We now want to generalize this principle into a method, that can calculate the "true" information-value-contribution conveyed by every single pixel-position. Therefore, we need to lay a path through all sub-pixels of the letter. The most obvious path is to uncover pixel by pixel beginning top-left line-by-line, ending bottom-right.
But, before we can do this, we need to make a short excurse into the specific method, Shannon used to calculate Information.
The Shannon-Parabola: Mean-Information-Value
This is a short Excursus into Shannon's Original-Paper 'A Mathematical Theory of Communication', from which the figure on the right side is taken:
It shows how an 'Alphabet' consisting of two 'letters'. These two letters give varying (median) information-content, depending on their appearance-probabilities.
When both letters are equal probable (i.e. 50/50 percent) then, there's a maximum of possible information "transported" within each letter. Whenever one letter appears more frequent than the other, then the median information is declining - this is due to the above formula, which states in the two-letter-case:
p*log2(p)+(1-p)*log2(1-p)
resulting in a parabola. As an explanation consider, that the more often you receive an information (letter) the more its "information-value" declines, while in contrary the more rare an information (aka letter) is, the more "value" it has for you.
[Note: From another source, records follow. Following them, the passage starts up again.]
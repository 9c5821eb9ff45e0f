//! Capturing a call's return value together with the errno it left behind.

use nix::errno::Errno;
use std::time::{Duration, Instant};

/// Raw return types of C-level calls.
pub trait SyscallReturn {
    fn into_raw(self) -> i64;
}

impl SyscallReturn for i32 {
    fn into_raw(self) -> i64 {
        i64::from(self)
    }
}

impl SyscallReturn for i64 {
    fn into_raw(self) -> i64 {
        self
    }
}

impl SyscallReturn for isize {
    fn into_raw(self) -> i64 {
        self as i64
    }
}

impl SyscallReturn for u32 {
    fn into_raw(self) -> i64 {
        i64::from(self)
    }
}

/// Return value and errno of one captured call.
#[derive(Debug, Clone, Copy, PartialEq, Eq)]
pub struct SyscallResult {
    pub ret: i64,
    pub errno: Errno,
    pub elapsed: Duration,
}

impl SyscallResult {
    /// The C convention: `-1` means the call failed and `errno` is valid.
    pub fn failed(&self) -> bool {
        self.ret == -1
    }
}

/// Runs `op` and reads errno before anything else can touch it.
///
/// errno is cleared first, so a successful call reports `Errno::UnknownErrno`
/// (zero) instead of whatever an earlier call left behind.
pub fn capture<R: SyscallReturn>(op: impl FnOnce() -> R) -> SyscallResult {
    let start = Instant::now();
    Errno::clear();
    let ret = op().into_raw();
    let errno = Errno::last();
    let elapsed = start.elapsed();
    SyscallResult { ret, errno, elapsed }
}

/// Running min/max/total of captured call durations (`-t`).
#[derive(Debug, Clone, Copy, Default)]
pub struct TimingStats {
    count: u64,
    total: Duration,
    min: Option<Duration>,
    max: Duration,
}

impl TimingStats {
    pub fn record(&mut self, elapsed: Duration) {
        self.count += 1;
        self.total += elapsed;
        self.max = self.max.max(elapsed);
        self.min = Some(self.min.map_or(elapsed, |m| m.min(elapsed)));
    }

    pub fn count(&self) -> u64 {
        self.count
    }

    pub fn mean(&self) -> Option<Duration> {
        let count = u32::try_from(self.count).ok().filter(|c| *c > 0)?;
        Some(self.total / count)
    }

    pub fn summary(&self) -> Option<String> {
        let mean = self.mean()?;
        Some(format!(
            "timing: {} calls, min {:?}, max {:?}, mean {:?}",
            self.count,
            self.min.unwrap_or_default(),
            self.max,
            mean
        ))
    }
}
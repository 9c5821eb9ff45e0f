//! Outcome classification, errno bookkeeping and the process exit status.

use nix::errno::Errno;
use std::collections::{BTreeMap, BTreeSet};
use std::fmt;
use std::io::{self, Write};
use tracing::{debug, warn};

/// Severity of a single checkpoint.
#[derive(Debug, Clone, Copy, PartialEq, Eq, Hash)]
pub enum ResultKind {
    Pass,
    Fail,
    Brok,
    Warn,
    Info,
    Conf,
}

impl ResultKind {
    pub fn label(self) -> &'static str {
        match self {
            ResultKind::Pass => "PASS",
            ResultKind::Fail => "FAIL",
            ResultKind::Brok => "BROK",
            ResultKind::Warn => "WARN",
            ResultKind::Info => "INFO",
            ResultKind::Conf => "CONF",
        }
    }

    /// Process exit status contributed by this kind. WARN and INFO never
    /// change the status and map to the pass code.
    pub fn exit_code(self) -> i32 {
        match self {
            ResultKind::Fail => 1,
            ResultKind::Brok => 2,
            ResultKind::Conf => 32,
            ResultKind::Pass | ResultKind::Warn | ResultKind::Info => 0,
        }
    }

    /// Whether reporting this kind ends the run.
    pub fn terminates(self) -> bool {
        matches!(self, ResultKind::Brok | ResultKind::Conf)
    }

    /// Whether this kind takes a test-case number.
    fn numbered(self) -> bool {
        !matches!(self, ResultKind::Warn | ResultKind::Info)
    }
}

impl fmt::Display for ResultKind {
    fn fmt(&self, f: &mut fmt::Formatter<'_>) -> fmt::Result {
        f.write_str(self.label())
    }
}

/// One reported checkpoint.
#[derive(Debug, Clone, PartialEq, Eq)]
pub struct Outcome {
    pub kind: ResultKind,
    pub message: String,
    pub errno: Option<Errno>,
}

impl Outcome {
    pub fn new(kind: ResultKind, message: impl Into<String>) -> Self {
        Self {
            kind,
            message: message.into(),
            errno: None,
        }
    }

    pub fn pass(message: impl Into<String>) -> Self {
        Self::new(ResultKind::Pass, message)
    }

    pub fn fail(message: impl Into<String>) -> Self {
        Self::new(ResultKind::Fail, message)
    }

    pub fn brok(message: impl Into<String>) -> Self {
        Self::new(ResultKind::Brok, message)
    }

    pub fn conf(message: impl Into<String>) -> Self {
        Self::new(ResultKind::Conf, message)
    }

    pub fn warn(message: impl Into<String>) -> Self {
        Self::new(ResultKind::Warn, message)
    }

    pub fn info(message: impl Into<String>) -> Self {
        Self::new(ResultKind::Info, message)
    }

    pub fn with_errno(mut self, errno: Errno) -> Self {
        self.errno = Some(errno);
        self
    }

    /// Formats the classified result line, without a trailing newline.
    pub fn render(&self, tcid: &str, number: u32) -> String {
        let mut line = format!(
            "{:<8} {:>4}  {}  :  {}",
            tcid,
            number,
            self.kind.label(),
            self.message
        );
        if let Some(errno) = self.errno {
            line.push_str(&format!(
                ": errno={:?}({}): {}",
                errno,
                errno as i32,
                errno.desc()
            ));
        }
        line
    }
}

/// What the caller must do after a report.
#[derive(Debug, Clone, Copy, PartialEq, Eq)]
pub enum Flow {
    Continue,
    /// Run cleanup and exit; no further checks are meaningful.
    Terminate,
}

/// How much of the result stream is printed.
#[derive(Debug, Clone, Copy, PartialEq, Eq, Default)]
pub enum OutputMode {
    #[default]
    Verbose,
    /// Only FAIL, BROK and WARN lines.
    NoPass,
    Discard,
}

impl OutputMode {
    /// Reads the `TOUTPUT` convention: `NOPASS`, `DISCARD`, anything else is
    /// verbose.
    pub fn from_setting(value: Option<&str>) -> Self {
        match value {
            Some("NOPASS") => OutputMode::NoPass,
            Some("DISCARD") => OutputMode::Discard,
            _ => OutputMode::Verbose,
        }
    }

    fn shows(self, kind: ResultKind) -> bool {
        match self {
            OutputMode::Verbose => true,
            OutputMode::NoPass => matches!(kind, ResultKind::Fail | ResultKind::Brok | ResultKind::Warn),
            OutputMode::Discard => false,
        }
    }
}

/// A row of the errno frequency table.
#[derive(Debug, Clone, Copy, PartialEq, Eq)]
pub struct ErrnoEntry {
    pub errno: Errno,
    pub count: u64,
    pub expected: bool,
}

/// Errno occurrence counts plus the optional allow-list for the run.
#[derive(Debug, Clone, Default)]
pub struct ErrnoLog {
    counts: BTreeMap<i32, u64>,
    expected: Option<BTreeSet<i32>>,
}

impl ErrnoLog {
    pub fn record(&mut self, errno: Errno) {
        *self.counts.entry(errno as i32).or_insert(0) += 1;
    }

    pub fn set_expected(&mut self, errnos: &[Errno]) {
        self.expected = Some(errnos.iter().map(|e| *e as i32).collect());
    }

    /// Without an allow-list every value counts as expected.
    pub fn is_expected(&self, errno: Errno) -> bool {
        self.expected
            .as_ref()
            .map_or(true, |set| set.contains(&(errno as i32)))
    }

    pub fn count(&self, errno: Errno) -> u64 {
        self.counts.get(&(errno as i32)).copied().unwrap_or(0)
    }

    pub fn is_empty(&self) -> bool {
        self.counts.is_empty()
    }

    pub fn entries(&self) -> Vec<ErrnoEntry> {
        self.counts
            .iter()
            .map(|(&raw, &count)| {
                let errno = Errno::from_raw(raw);
                ErrnoEntry {
                    errno,
                    count,
                    expected: self.is_expected(errno),
                }
            })
            .collect()
    }
}

#[derive(Debug, Clone, Copy, Default, PartialEq, Eq)]
pub struct Tally {
    pub pass: u32,
    pub fail: u32,
    pub brok: u32,
    pub warn: u32,
    pub info: u32,
    pub conf: u32,
}

/// Collects outcomes for one test process and derives its exit status.
pub struct ResultAggregator {
    tcid: String,
    tally: Tally,
    case_number: u32,
    errno_log: ErrnoLog,
    mode: OutputMode,
    sink: Box<dyn Write>,
}

impl ResultAggregator {
    /// Prints to stdout in the given mode.
    pub fn new(tcid: impl Into<String>, mode: OutputMode) -> Self {
        Self::with_sink(tcid, mode, Box::new(io::stdout()))
    }

    pub fn with_sink(tcid: impl Into<String>, mode: OutputMode, sink: Box<dyn Write>) -> Self {
        Self {
            tcid: tcid.into(),
            tally: Tally::default(),
            case_number: 0,
            errno_log: ErrnoLog::default(),
            mode,
            sink,
        }
    }

    pub fn tcid(&self) -> &str {
        &self.tcid
    }

    pub fn tally(&self) -> Tally {
        self.tally
    }

    /// Number of the last numbered line printed so far.
    pub fn case_number(&self) -> u32 {
        self.case_number
    }

    fn count(&mut self, kind: ResultKind) {
        match kind {
            ResultKind::Pass => self.tally.pass += 1,
            ResultKind::Fail => self.tally.fail += 1,
            ResultKind::Brok => self.tally.brok += 1,
            ResultKind::Warn => self.tally.warn += 1,
            ResultKind::Info => self.tally.info += 1,
            ResultKind::Conf => self.tally.conf += 1,
        }
    }

    /// Records and prints `outcome`, telling the caller whether to go on.
    pub fn report(&mut self, outcome: &Outcome) -> Flow {
        self.count(outcome.kind);

        let number = if outcome.kind.numbered() {
            self.case_number += 1;
            self.case_number
        } else {
            0
        };

        if self.mode.shows(outcome.kind) {
            let line = outcome.render(&self.tcid, number);
            if let Err(e) = writeln!(self.sink, "{line}").and_then(|()| self.sink.flush()) {
                warn!("failed to write result line: {}", e);
            }
        }
        debug!(kind = %outcome.kind, number, "reported: {}", outcome.message);

        if outcome.kind.terminates() {
            Flow::Terminate
        } else {
            Flow::Continue
        }
    }

    /// Folds the exit status of a child test process into this run and
    /// returns the worst kind it carried.
    ///
    /// Each kind encoded in `code` counts as if reported here and gets an
    /// INFO line. A status that encodes no known kind counts as FAIL.
    pub fn record_child_exit(&mut self, code: i32) -> ResultKind {
        if code == 0 {
            self.report(&Outcome::info("Child process returned PASS"));
            return ResultKind::Pass;
        }

        let carried: Vec<ResultKind> = [ResultKind::Fail, ResultKind::Brok, ResultKind::Conf]
            .into_iter()
            .filter(|kind| code & kind.exit_code() != 0)
            .collect();
        if carried.is_empty() {
            self.count(ResultKind::Fail);
            self.report(&Outcome::info(format!("Child process returned status {code}")));
            return ResultKind::Fail;
        }

        for &kind in &carried {
            self.count(kind);
            self.report(&Outcome::info(format!("Child process returned {kind}")));
        }
        [ResultKind::Brok, ResultKind::Fail, ResultKind::Conf]
            .into_iter()
            .find(|kind| carried.contains(kind))
            .unwrap_or(ResultKind::Fail)
    }

    pub fn log_errno(&mut self, errno: Errno) {
        self.errno_log.record(errno);
    }

    pub fn set_expected_errnos(&mut self, errnos: &[Errno]) {
        self.errno_log.set_expected(errnos);
    }

    pub fn errno_log(&self) -> &ErrnoLog {
        &self.errno_log
    }

    /// Outcomes describing the errno table, unexpected values as WARN.
    pub fn errno_summary(&self) -> Vec<Outcome> {
        self.errno_log
            .entries()
            .into_iter()
            .map(|entry| {
                let text = format!(
                    "ERRNO {:?}({}): received {} times",
                    entry.errno, entry.errno as i32, entry.count
                );
                if entry.expected {
                    Outcome::info(text)
                } else {
                    Outcome::warn(format!("{text} (not expected)"))
                }
            })
            .collect()
    }

    /// Worst severity observed, as a process exit status.
    ///
    /// BROK beats FAIL beats everything else. CONF yields the skipped status
    /// only when nothing passed; otherwise the run still counts as a pass.
    pub fn exit_status(&self) -> i32 {
        let t = &self.tally;
        if t.brok > 0 {
            ResultKind::Brok.exit_code()
        } else if t.fail > 0 {
            ResultKind::Fail.exit_code()
        } else if t.conf > 0 && t.pass == 0 {
            ResultKind::Conf.exit_code()
        } else {
            ResultKind::Pass.exit_code()
        }
    }

    /// Forgets everything, as a freshly forked copy must.
    pub fn reset(&mut self) {
        self.tally = Tally::default();
        self.case_number = 0;
        self.errno_log = ErrnoLog::default();
    }
}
And in this special case of two letters, inclining the information content of one letter (by declining its probability) at the expense of the other, doesn't pay out in terms of information conveyed by both letters in median. The median declines when deviating from tie, similarly to the mathematical fact, that a rectangular with given perimeter gives maximum area, when it's a square, i.e. both sides are equal in length.
Now let's transfer this insight to our scenario. We already have an alphabet with exactly two 'letters': white and black pixel! So consider a pixel-position, that is white in 50% of all letters, and black in the other 13 cases, then we have a maximum information for that pixel, which sums up to 1 bit!
But consider the case, that on a specific pixel-position, e.g. only in a quarter of all letters have a black colored pixel, and a white colored in all other cases, then according to Shannon's above 'Parabola-Formula' this specific pixel-position accounts for 0.81 bit roughly in the median.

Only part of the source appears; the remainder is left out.